The last one of these was in November, that’s not good enough is it?
Here’s some more things I have learned here, which I guess is a good thing as it means my brain is still active, even when it feels like it’s not.
No One Is Shouting At You
Even when it feels like they are.
People here really enjoy speaking on the phone VERY LOUDLY. In the office, in the bathroom, on the street and even on the subway. They literally could not care less that you can hear every word of their conversation.
This is titled the above due to everyone owning Apple Airpods, it feels like they are shouting at you – but they are actually just shouting at their husband for not turning the stove off. I’M SORRY JANET I DIDN’T KNOW I LIVED IN YOUR HOUSE TOO.
WHAT ARE ‘WELL DRINKS’
Whenever you go to a Happy Hour (every night) you will see on the menu:
- Well Drinks
It was only recently that I discovered that this means a spirit & mixer, and upon Googling it to make sure I got the wording right it actually means:
“A well drink or rail drink is an alcoholic beverage served using the lower-cost liquors stored within easy reach of the bartender in the counter ‘speed rail’ or well.”
Makes sense, in the UK we call this ‘Friday’.
The Affordability of the Upper East and West
No, I am not talking about house prices, I’m talking about drinks – the thing I can afford.
As soon as you reach the seventies and up (talking about street numbers here stay with me), you will find dive bars/Irish bars/ student bars among the gorgeous streets, a complete surprise – and an absolute god send. Legit conversation:
Me – Hi, do you have a happy hour here?
Bar tender – We don’t need one we are cheap already.
Me – never leaves bar.
50 Cent Wings Exist
Hello, I would like thirty wings please.
Yes kind sir.
Don’t Stop For The Guy With A Mixtape
But it’s free Talor, why wouldn’t I take his mixtape? – (nailed your accent am I right?)

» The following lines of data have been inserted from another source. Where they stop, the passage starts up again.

//! Error types shared across the crate
//!
//! One taxonomy for the whole library: configuration and reference
//! errors are fatal at bind/resolve time, connection errors are fatal
//! at connect time, timeouts are normal dequeue control flow.

use std::fmt;

/// Result alias used throughout the crate
pub type Result<T> = std::result::Result<T, Error>;

/// Errors produced by connectors, adapters, queues and storages
#[derive(Debug)]
pub enum Error {
    /// Invalid configuration (malformed delegation string, unknown
    /// adapter name, unsupported parameter combination)
    Config(String),

    /// Dangling or cyclic symbolic connection reference
    Reference(String),

    /// Network or authentication failure while establishing a
    /// connection; never retried by the core
    Connection(anyhow::Error),

    /// A store command failed server-side
    Command(redis::RedisError),

    /// Payload encoding/decoding failure, propagated unchanged
    Codec(serde_json::Error),

    /// A blocking dequeue exceeded its deadline with no element
    Timeout,
}

impl Error {
    /// Check whether this is the (recoverable) timeout signal
    pub fn is_timeout(&self) -> bool {
        matches!(self, Error::Timeout)
    }
}

impl fmt::Display for Error {
    fn fmt(&self, f: &mut fmt::Formatter<'_>) -> fmt::Result {
        match self {
            Error::Config(msg) => write!(f, "configuration error: {}", msg),
            Error::Reference(msg) => write!(f, "reference error: {}", msg),
            Error::Connection(e) => write!(f, "connection error: {}", e),
            Error::Command(e) => write!(f, "command error: {}", e),
            Error::Codec(e) => write!(f, "codec error: {}", e),
            Error::Timeout => write!(f, "timed out waiting for an element"),
        }
    }
}

impl std::error::Error for Error {
    fn source(&self) -> Option<&(dyn std::error::Error + 'static)> {
        match self {
            Error::Connection(e) => Some(e.as_ref()),
            Error::Command(e) => Some(e),
            Error::Codec(e) => Some(e),
            _ => None,
        }
    }
}

impl From<redis::RedisError> for Error {
    fn from(e: redis::RedisError) -> Self {
        Error::Command(e)
    }
}

impl From<serde_json::Error> for Error {
    fn from(e: serde_json::Error) -> Self {
        Error::Codec(e)
    }
}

Because as soon as you take it they need money for their music video, recording studio or their cousin Vinny, the record producer, needs paid. If you do not give them money they snatch the mixtape out of your hand and walk away, if you do give them money, well…
You’re an idiot.
I watch this happen on a daily basis.
Times Square Hums
There’s an art installation in Times Square that you can’t see – you can only hear it.
Possibly one of the busiest, loudest areas in the world it would be very hard to spot. Located on a pedestrian island around 46th street there is a noise that you genuinely wouldn’t notice until you’ve read this, or you have the ears of…..well someone who is a great listener.
Prohibition Bars Still Exist
Yes, we have all heard of a ‘Speakeasy’, but there are actual bars in New York that were used during the 1920’s prohibition – and are a lot more difficult to find than the ones pretending to be shops.
The one we went to doesn’t even have a door on the street, you had to actually go down basement steps and twist around a back alley to a metal door with an eye hole. Not very pretty or pleasant to do, but once inside very cool.
No I wont tell you what it was called because that ruins the fun. (I’ve completely forgotten the name of it).
Why Is It So Hard To Find A Sausage?
Take your mind out of the gutter.
No but seriously, it’s near impossible to make bangers and mash, toad in the hole or have a proper sausage roll. You don’t realise how much you enjoy these things until America decides that sausages have maple syrup in them or are ‘Italian’.
If you want a proper pack of sausages you have to LITERALLY go to a British Butcher – NO SERIOUSLY. I didn’t appreciate that as a country we genuinely have our own cuisine.
Trains Don’t Go Where They Are Supposed To
I’ve waited on a subway for half an hour before (uncalled for here) for someone to tell me, and everyone else on the platform, that it had in fact been cancelled. I have no idea how she knew this as it was never announced on the tannoy and no signs were up.
I have also been on a subway where they shut the doors and told us, ‘this is the F train but we are actually going on the D route’ Thanks for telling us AS THE DOOR CLOSED and for taking us in the OPPOSITE DIRECTION.
New Yorkers are Lovely
I think that there is a stigma attached to New Yorkers in that they are hard faced suits, but actually everyone is lovely and willing to help.
If I’m lost I’ll ask someone for help, when you don’t know what subway stop to get off at anyone will let you know, when we are in a restaurant and are looking for a nearby bar to go to they will happily provide the details.
People will tell you that your bag is open when you are walking down the street, people in shops will compliment your outfit, the lady handing out free magazines will tell you to smile because it’s Friday.
We went to brunch on Sunday, and after paying the bill the waitress came over and gave us a free chocolate cake, we asked why and she said it was because she really enjoyed serving us.
Obviously this is very general and there will be bad eggs out there, but I like to think most people would be in this category.